• **What the task asks**
Below are the entries; return exactly the line with "let output = soldeploy(temp.path())" and every later line, without anything else.

=== Begin Enclosure ===

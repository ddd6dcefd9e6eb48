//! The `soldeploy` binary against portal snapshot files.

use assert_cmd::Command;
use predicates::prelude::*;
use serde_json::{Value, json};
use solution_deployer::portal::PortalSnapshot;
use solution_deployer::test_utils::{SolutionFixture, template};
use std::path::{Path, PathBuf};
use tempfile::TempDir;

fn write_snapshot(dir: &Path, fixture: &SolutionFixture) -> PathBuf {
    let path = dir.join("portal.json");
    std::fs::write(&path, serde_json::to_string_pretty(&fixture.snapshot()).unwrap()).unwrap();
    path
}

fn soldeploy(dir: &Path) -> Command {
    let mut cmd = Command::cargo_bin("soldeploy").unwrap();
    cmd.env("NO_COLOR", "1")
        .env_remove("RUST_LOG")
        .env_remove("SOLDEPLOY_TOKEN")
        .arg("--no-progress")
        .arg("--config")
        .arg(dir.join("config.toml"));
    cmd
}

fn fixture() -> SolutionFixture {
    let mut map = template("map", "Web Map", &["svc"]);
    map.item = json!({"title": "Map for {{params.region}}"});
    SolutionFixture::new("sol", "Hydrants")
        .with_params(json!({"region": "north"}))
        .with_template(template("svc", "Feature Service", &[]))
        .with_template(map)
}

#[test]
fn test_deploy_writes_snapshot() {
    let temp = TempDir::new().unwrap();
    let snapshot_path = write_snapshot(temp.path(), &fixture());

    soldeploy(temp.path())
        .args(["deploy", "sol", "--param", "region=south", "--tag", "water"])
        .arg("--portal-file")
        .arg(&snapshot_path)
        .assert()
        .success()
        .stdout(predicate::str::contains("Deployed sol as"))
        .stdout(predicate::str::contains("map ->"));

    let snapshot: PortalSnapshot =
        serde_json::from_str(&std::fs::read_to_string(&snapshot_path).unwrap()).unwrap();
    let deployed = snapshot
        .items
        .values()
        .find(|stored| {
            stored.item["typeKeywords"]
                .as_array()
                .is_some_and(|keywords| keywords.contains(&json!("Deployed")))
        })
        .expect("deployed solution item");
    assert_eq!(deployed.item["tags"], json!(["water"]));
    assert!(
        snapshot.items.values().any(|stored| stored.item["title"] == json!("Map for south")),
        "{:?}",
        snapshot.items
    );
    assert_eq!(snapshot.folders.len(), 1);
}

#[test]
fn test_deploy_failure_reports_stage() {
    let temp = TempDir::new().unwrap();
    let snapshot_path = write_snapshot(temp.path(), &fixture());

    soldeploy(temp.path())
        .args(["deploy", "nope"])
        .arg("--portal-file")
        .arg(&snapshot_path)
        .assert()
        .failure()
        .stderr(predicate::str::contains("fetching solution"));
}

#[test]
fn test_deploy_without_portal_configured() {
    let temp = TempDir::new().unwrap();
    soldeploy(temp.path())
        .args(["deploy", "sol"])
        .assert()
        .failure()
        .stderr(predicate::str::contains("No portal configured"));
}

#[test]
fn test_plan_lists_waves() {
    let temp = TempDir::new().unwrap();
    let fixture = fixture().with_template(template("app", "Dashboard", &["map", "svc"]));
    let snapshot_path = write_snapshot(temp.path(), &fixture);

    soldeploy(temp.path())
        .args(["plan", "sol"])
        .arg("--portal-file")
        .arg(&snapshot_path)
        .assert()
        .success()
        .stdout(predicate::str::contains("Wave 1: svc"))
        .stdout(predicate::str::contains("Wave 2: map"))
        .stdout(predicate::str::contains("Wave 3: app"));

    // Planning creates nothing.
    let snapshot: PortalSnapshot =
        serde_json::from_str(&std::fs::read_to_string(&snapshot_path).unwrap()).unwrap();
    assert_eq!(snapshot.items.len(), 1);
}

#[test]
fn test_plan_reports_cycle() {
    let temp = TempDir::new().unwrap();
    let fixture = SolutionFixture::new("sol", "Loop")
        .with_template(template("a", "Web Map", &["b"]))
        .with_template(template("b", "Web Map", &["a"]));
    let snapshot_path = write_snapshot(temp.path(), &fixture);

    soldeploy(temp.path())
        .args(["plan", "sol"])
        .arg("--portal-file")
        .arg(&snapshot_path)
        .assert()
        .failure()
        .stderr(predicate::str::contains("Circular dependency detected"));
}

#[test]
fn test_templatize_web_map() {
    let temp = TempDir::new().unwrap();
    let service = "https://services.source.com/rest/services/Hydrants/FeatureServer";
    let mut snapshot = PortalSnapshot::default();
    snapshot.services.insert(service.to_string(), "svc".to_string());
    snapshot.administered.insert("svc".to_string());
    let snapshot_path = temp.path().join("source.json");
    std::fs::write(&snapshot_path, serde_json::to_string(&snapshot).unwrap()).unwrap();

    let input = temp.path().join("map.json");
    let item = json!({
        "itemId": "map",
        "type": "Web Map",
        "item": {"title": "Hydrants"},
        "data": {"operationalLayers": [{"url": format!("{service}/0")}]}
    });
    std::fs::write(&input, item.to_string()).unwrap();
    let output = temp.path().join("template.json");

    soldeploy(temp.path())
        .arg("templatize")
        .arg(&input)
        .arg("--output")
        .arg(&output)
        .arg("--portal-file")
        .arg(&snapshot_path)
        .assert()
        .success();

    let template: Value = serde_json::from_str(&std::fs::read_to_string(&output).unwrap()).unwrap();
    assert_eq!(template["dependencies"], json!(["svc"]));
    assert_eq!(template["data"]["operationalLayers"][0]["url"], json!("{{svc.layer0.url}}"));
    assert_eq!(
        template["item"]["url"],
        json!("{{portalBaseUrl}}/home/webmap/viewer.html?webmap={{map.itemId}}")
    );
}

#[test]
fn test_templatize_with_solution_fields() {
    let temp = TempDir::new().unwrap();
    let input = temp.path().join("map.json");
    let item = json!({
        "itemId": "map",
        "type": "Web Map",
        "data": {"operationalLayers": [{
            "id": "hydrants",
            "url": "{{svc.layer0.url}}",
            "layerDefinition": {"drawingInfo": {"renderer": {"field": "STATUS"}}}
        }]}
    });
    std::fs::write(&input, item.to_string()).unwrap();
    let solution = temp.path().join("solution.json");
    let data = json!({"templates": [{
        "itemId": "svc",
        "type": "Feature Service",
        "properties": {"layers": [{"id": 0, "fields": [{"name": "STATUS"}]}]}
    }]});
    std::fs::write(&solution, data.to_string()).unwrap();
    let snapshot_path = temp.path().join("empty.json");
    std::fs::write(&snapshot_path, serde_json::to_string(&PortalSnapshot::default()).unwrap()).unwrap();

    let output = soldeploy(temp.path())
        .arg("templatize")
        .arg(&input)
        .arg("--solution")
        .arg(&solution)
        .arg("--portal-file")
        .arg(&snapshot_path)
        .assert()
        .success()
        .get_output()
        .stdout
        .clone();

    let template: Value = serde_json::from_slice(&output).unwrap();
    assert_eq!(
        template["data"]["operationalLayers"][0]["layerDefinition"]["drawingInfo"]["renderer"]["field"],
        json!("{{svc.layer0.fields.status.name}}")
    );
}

=== End Enclosure ===

• **Written answer**
    let output = soldeploy(temp.path())
        .arg("templatize")
        .arg(&input)
        .arg("--solution")
        .arg(&solution)
        .arg("--portal-file")
        .arg(&snapshot_path)
        .assert()
        .success()
        .get_output()
        .stdout
        .clone();

    let template: Value = serde_json::from_slice(&output).unwrap();
    assert_eq!(
        template["data"]["operationalLayers"][0]["layerDefinition"]["drawingInfo"]["renderer"]["field"],
        json!("{{svc.layer0.fields.status.name}}")
    );
}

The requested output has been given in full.